The Federal Reserve is getting more dovish in the
face of weak inflation data, reducing the likelihood of a third rate
hike this year, which traders already see as very unlikely.
Three
Fed policymakers on Tuesday expressed doubts about further rate hikes,
with one influential policymaker calling for a delay in raising U.S.
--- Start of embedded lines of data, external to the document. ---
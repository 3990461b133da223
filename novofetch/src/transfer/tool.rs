//! External transfer tool adapter.
//!
//! Wraps the vendor's `lnd` delivery client behind a trait seam so the
//! pipeline can be driven by a scripted tool in tests. Every invocation is
//! scoped to a caller-supplied working directory; the adapter never touches
//! the process-wide working directory, which would not be safe under
//! concurrent tasks.

use std::path::{Path, PathBuf};
use std::process::Stdio;
use std::time::Duration;

use async_trait::async_trait;
use tokio::io::{AsyncBufReadExt, BufReader};
use tokio::sync::{mpsc, oneshot};
use tokio_util::sync::CancellationToken;
use tracing::{debug, info};

use crate::settings::{Settings, validate_tool_path};
use crate::{Error, Result};

/// Buffered line capacity for an in-flight transfer.
const TRANSFER_LINE_BUFFER: usize = 256;

/// Output of an in-flight transfer process.
pub struct TransferStream {
    /// Output lines, stdout and stderr interleaved in arrival order.
    /// Closes when the process exits or is killed.
    pub lines: mpsc::Receiver<String>,
    /// Final exit code; yields `None` when the transfer was cancelled.
    pub exit: oneshot::Receiver<Option<i32>>,
}

/// Boundary trait for the external transfer tool.
#[async_trait]
pub trait TransferTool: Send + Sync {
    /// Log in to the vendor. Bounded by a hard timeout.
    async fn authenticate(&self, account: &str, secret: &str, dir: &Path) -> Result<()>;

    /// List remote files under a delivery path. Bounded by a hard timeout.
    ///
    /// Returns the captured listing text.
    async fn enumerate(&self, remote_path: &str, dir: &Path) -> Result<String>;

    /// Start transferring a delivery into `dir`.
    ///
    /// No artificial timeout; the returned stream lives until the child
    /// exits. Cancelling the token kills the child process.
    async fn transfer(
        &self,
        remote_path: &str,
        dir: &Path,
        cancel: CancellationToken,
    ) -> Result<TransferStream>;

    /// Whether the tool binary exists and is executable.
    fn is_available(&self) -> bool;

    /// Tool version string, if it could be probed.
    fn version(&self) -> Option<String>;
}

/// Adapter for the vendor's `lnd` command-line client.
pub struct LndTool {
    binary_path: PathBuf,
    auth_timeout: Duration,
    list_timeout: Duration,
    /// Cached version string, probed at construction.
    version: Option<String>,
}

impl LndTool {
    /// Create an adapter with default timeouts.
    pub fn new(binary_path: impl Into<PathBuf>) -> Self {
        Self::with_timeouts(
            binary_path,
            Duration::from_secs(60),
            Duration::from_secs(120),
        )
    }

    /// Create an adapter configured from settings.
    pub fn from_settings(settings: &Settings) -> Self {
        Self::with_timeouts(
            settings.lnd_path.clone(),
            Duration::from_secs(settings.auth_timeout_secs),
            Duration::from_secs(settings.list_timeout_secs),
        )
    }

    /// Create an adapter with explicit login/listing timeouts.
    pub fn with_timeouts(
        binary_path: impl Into<PathBuf>,
        auth_timeout: Duration,
        list_timeout: Duration,
    ) -> Self {
        let binary_path = binary_path.into();
        let version = Self::detect_version(&binary_path);
        Self {
            binary_path,
            auth_timeout,
            list_timeout,
            version,
        }
    }

    /// Probe the tool version (first output line of `lnd --version`).
    fn detect_version(path: &Path) -> Option<String> {
        let mut cmd = process_utils::std_command(path);
        cmd.arg("--version");
        cmd.output().ok().and_then(|output| {
            String::from_utf8(output.stdout)
                .ok()
                .and_then(|s| s.lines().next().map(|l| l.trim().to_string()))
        })
    }

    fn login_args(account: &str) -> Vec<String> {
        vec![
            "login".to_string(),
            "-u".to_string(),
            account.to_string(),
            "-p".to_string(),
        ]
    }

    fn list_args(remote_path: &str) -> Vec<String> {
        vec!["list".to_string(), remote_path.to_string()]
    }

    fn copy_args(remote_path: &str) -> Vec<String> {
        vec![
            "cp".to_string(),
            "-d".to_string(),
            remote_path.to_string(),
            "./".to_string(),
        ]
    }

    /// Pick the most useful diagnostic from a failed invocation.
    fn failure_output(output: &process_utils::CapturedOutput) -> String {
        let stderr = output.stderr.trim();
        if !stderr.is_empty() {
            return stderr.to_string();
        }
        let stdout = output.stdout.trim();
        if !stdout.is_empty() {
            return stdout.to_string();
        }
        format!("exit code {:?}", output.exit_code)
    }
}

#[async_trait]
impl TransferTool for LndTool {
    async fn authenticate(&self, account: &str, secret: &str, dir: &Path) -> Result<()> {
        let mut cmd = process_utils::tokio_command(&self.binary_path);
        cmd.args(Self::login_args(account)).current_dir(dir);

        debug!(account = %account, "Authenticating against vendor");

        // The secret goes through the child's stdin, never the command line.
        let secret_line = format!("{}\n", secret);
        let output =
            process_utils::run_with_timeout(cmd, Some(secret_line.as_bytes()), self.auth_timeout)
                .await
                .map_err(|e| Error::Authentication(e.to_string()))?
                .ok_or_else(|| Error::timeout("login", self.auth_timeout.as_secs()))?;

        if output.success() {
            Ok(())
        } else {
            Err(Error::Authentication(Self::failure_output(&output)))
        }
    }

    async fn enumerate(&self, remote_path: &str, dir: &Path) -> Result<String> {
        let mut cmd = process_utils::tokio_command(&self.binary_path);
        cmd.args(Self::list_args(remote_path)).current_dir(dir);

        debug!(remote = %remote_path, "Listing remote files");

        let output = process_utils::run_with_timeout(cmd, None, self.list_timeout)
            .await
            .map_err(|e| Error::Enumeration(e.to_string()))?
            .ok_or_else(|| Error::timeout("listing", self.list_timeout.as_secs()))?;

        if output.success() {
            Ok(output.stdout)
        } else {
            Err(Error::Enumeration(Self::failure_output(&output)))
        }
    }

    async fn transfer(
        &self,
        remote_path: &str,
        dir: &Path,
        cancel: CancellationToken,
    ) -> Result<TransferStream> {
        let mut cmd = process_utils::tokio_command(&self.binary_path);
        cmd.args(Self::copy_args(remote_path))
            .current_dir(dir)
            .stdin(Stdio::null())
            .stdout(Stdio::piped())
            .stderr(Stdio::piped());

        info!(remote = %remote_path, dir = %dir.display(), "Starting transfer");

        let mut child = cmd
            .spawn()
            .map_err(|e| Error::Transfer(format!("Failed to spawn transfer tool: {}", e)))?;

        let (line_tx, line_rx) = mpsc::channel::<String>(TRANSFER_LINE_BUFFER);

        if let Some(stdout) = child.stdout.take() {
            forward_lines(stdout, line_tx.clone());
        }
        if let Some(stderr) = child.stderr.take() {
            forward_lines(stderr, line_tx);
        }

        let exit = process_utils::spawn_process_waiter(child, cancel);

        Ok(TransferStream {
            lines: line_rx,
            exit,
        })
    }

    fn is_available(&self) -> bool {
        validate_tool_path(&self.binary_path).is_ok()
    }

    fn version(&self) -> Option<String> {
        self.version.clone()
    }
}

/// Forward lines from a child pipe into the shared line channel.
///
/// The reader task ends at EOF; once both pipe readers have dropped their
/// senders the channel closes and the consumer sees the end of output.
fn forward_lines(
    reader: impl tokio::io::AsyncRead + Unpin + Send + 'static,
    tx: mpsc::Sender<String>,
) {
    tokio::spawn(async move {
        let mut lines = BufReader::new(reader).lines();
        while let Ok(Some(line)) = lines.next_line().await {
            if tx.send(line).await.is_err() {
                break;
            }
        }
    });
}

#[cfg(test)]
mod tests {
    use super::*;

    #[test]
    fn test_login_args_shape() {
        assert_eq!(LndTool::login_args("X1-Z01-J1"), ["login", "-u", "X1-Z01-J1", "-p"]);
    }

    #[test]
    fn test_list_and_copy_args_shape() {
        assert_eq!(LndTool::list_args("oss://CP1/"), ["list", "oss://CP1/"]);
        assert_eq!(
            LndTool::copy_args("oss://CP1/"),
            ["cp", "-d", "oss://CP1/", "./"]
        );
    }

    #[test]
    fn test_unavailable_for_missing_binary() {
        let tool = LndTool::new("/definitely/not/here/lnd");
        assert!(!tool.is_available());
        assert!(tool.version().is_none());
    }

    #[cfg(unix)]
    mod scripted {
        use super::*;
        use std::os::unix::fs::PermissionsExt;
        use tempfile::TempDir;

        /// Write an executable shell script standing in for the lnd binary.
        ///
        /// The script answers the version probe immediately so adapter
        /// construction never waits on the scripted body.
        fn fake_tool(dir: &TempDir, body: &str) -> PathBuf {
            let path = dir.path().join("lnd");
            let script = format!(
                "#!/bin/sh\nif [ \"$1\" = \"--version\" ]; then echo 'lnd 2.0.0'; exit 0; fi\n{}\n",
                body
            );
            std::fs::write(&path, script).unwrap();
            std::fs::set_permissions(&path, std::fs::Permissions::from_mode(0o755)).unwrap();
            path
        }

        #[tokio::test]
        async fn test_authenticate_success() {
            let dir = TempDir::new().unwrap();
            let tool = LndTool::new(fake_tool(&dir, "cat > /dev/null; exit 0"));

            assert!(tool.is_available());
            assert_eq!(tool.version().as_deref(), Some("lnd 2.0.0"));
            let result = tool.authenticate("acct", "pw", dir.path()).await;
            assert!(result.is_ok());
        }

        #[tokio::test]
        async fn test_authenticate_failure_carries_stderr() {
            let dir = TempDir::new().unwrap();
            let tool = LndTool::new(fake_tool(
                &dir,
                "cat > /dev/null; echo 'invalid credentials' >&2; exit 1",
            ));

            let err = tool.authenticate("acct", "pw", dir.path()).await.unwrap_err();
            match err {
                Error::Authentication(msg) => assert_eq!(msg, "invalid credentials"),
                other => panic!("unexpected error: {:?}", other),
            }
        }

        #[tokio::test]
        async fn test_authenticate_timeout() {
            let dir = TempDir::new().unwrap();
            let tool = LndTool::with_timeouts(
                fake_tool(&dir, "sleep 30"),
                Duration::from_millis(200),
                Duration::from_secs(1),
            );

            let err = tool.authenticate("acct", "pw", dir.path()).await.unwrap_err();
            assert!(matches!(err, Error::Timeout { .. }));
        }

        #[tokio::test]
        async fn test_enumerate_returns_listing() {
            let dir = TempDir::new().unwrap();
            let tool = LndTool::new(fake_tool(&dir, "echo sample_1.fq.gz; echo MD5.txt"));

            let listing = tool.enumerate("oss://CP1/", dir.path()).await.unwrap();
            assert!(listing.contains("sample_1.fq.gz"));
            assert!(listing.contains("MD5.txt"));
        }

        #[tokio::test]
        async fn test_transfer_streams_lines_and_exit_code() {
            let dir = TempDir::new().unwrap();
            let tool = LndTool::new(fake_tool(
                &dir,
                "echo 'downloading 50%'; echo 'done'; exit 0",
            ));

            let mut stream = tool
                .transfer("oss://CP1/", dir.path(), CancellationToken::new())
                .await
                .unwrap();

            let mut lines = Vec::new();
            while let Some(line) = stream.lines.recv().await {
                lines.push(line);
            }
            assert_eq!(lines, ["downloading 50%", "done"]);
            assert_eq!(stream.exit.await.unwrap(), Some(0));
        }

        #[tokio::test]
        async fn test_transfer_cancellation_kills_child() {
            let dir = TempDir::new().unwrap();
            let tool = LndTool::new(fake_tool(&dir, "echo started; exec sleep 30"));

            let token = CancellationToken::new();
            let mut stream = tool
                .transfer("oss://CP1/", dir.path(), token.clone())
                .await
                .unwrap();

            assert_eq!(stream.lines.recv().await.as_deref(), Some("started"));
            token.cancel();

            assert_eq!(stream.exit.await.unwrap(), None);
        }
    }
}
interest rates until the Fed is confident inflation will rebound.
A
second Fed policymaker blamed the Fed’s rate hikes to date not only for
weak inflation, but also for undermining the recovery in the labor
market that many policymakers including Fed Chair Janet Yellen have
cited as they have justified raising rates. Late Tuesday a third
policymaker advocated patience on rate hikes, given slow growth and
inflation.
Taken together, the comments from
one third of the Fed’s current policy-setting panel suggest that months
of falling or flat inflation readings could scuttle plans to raise rates
once more this year and three times next year. Fed policymakers next
meet Sept. 19-20 and are due to release fresh economic forecasts that
may envision a flatter path for rate hikes ahead.
In
a speech at the Economic Club of New York, Fed Governor Lael Brainard
said the U.S. central bank should go so far as to make clear it is
comfortable pushing prices modestly above the Fed’s 2 percent target.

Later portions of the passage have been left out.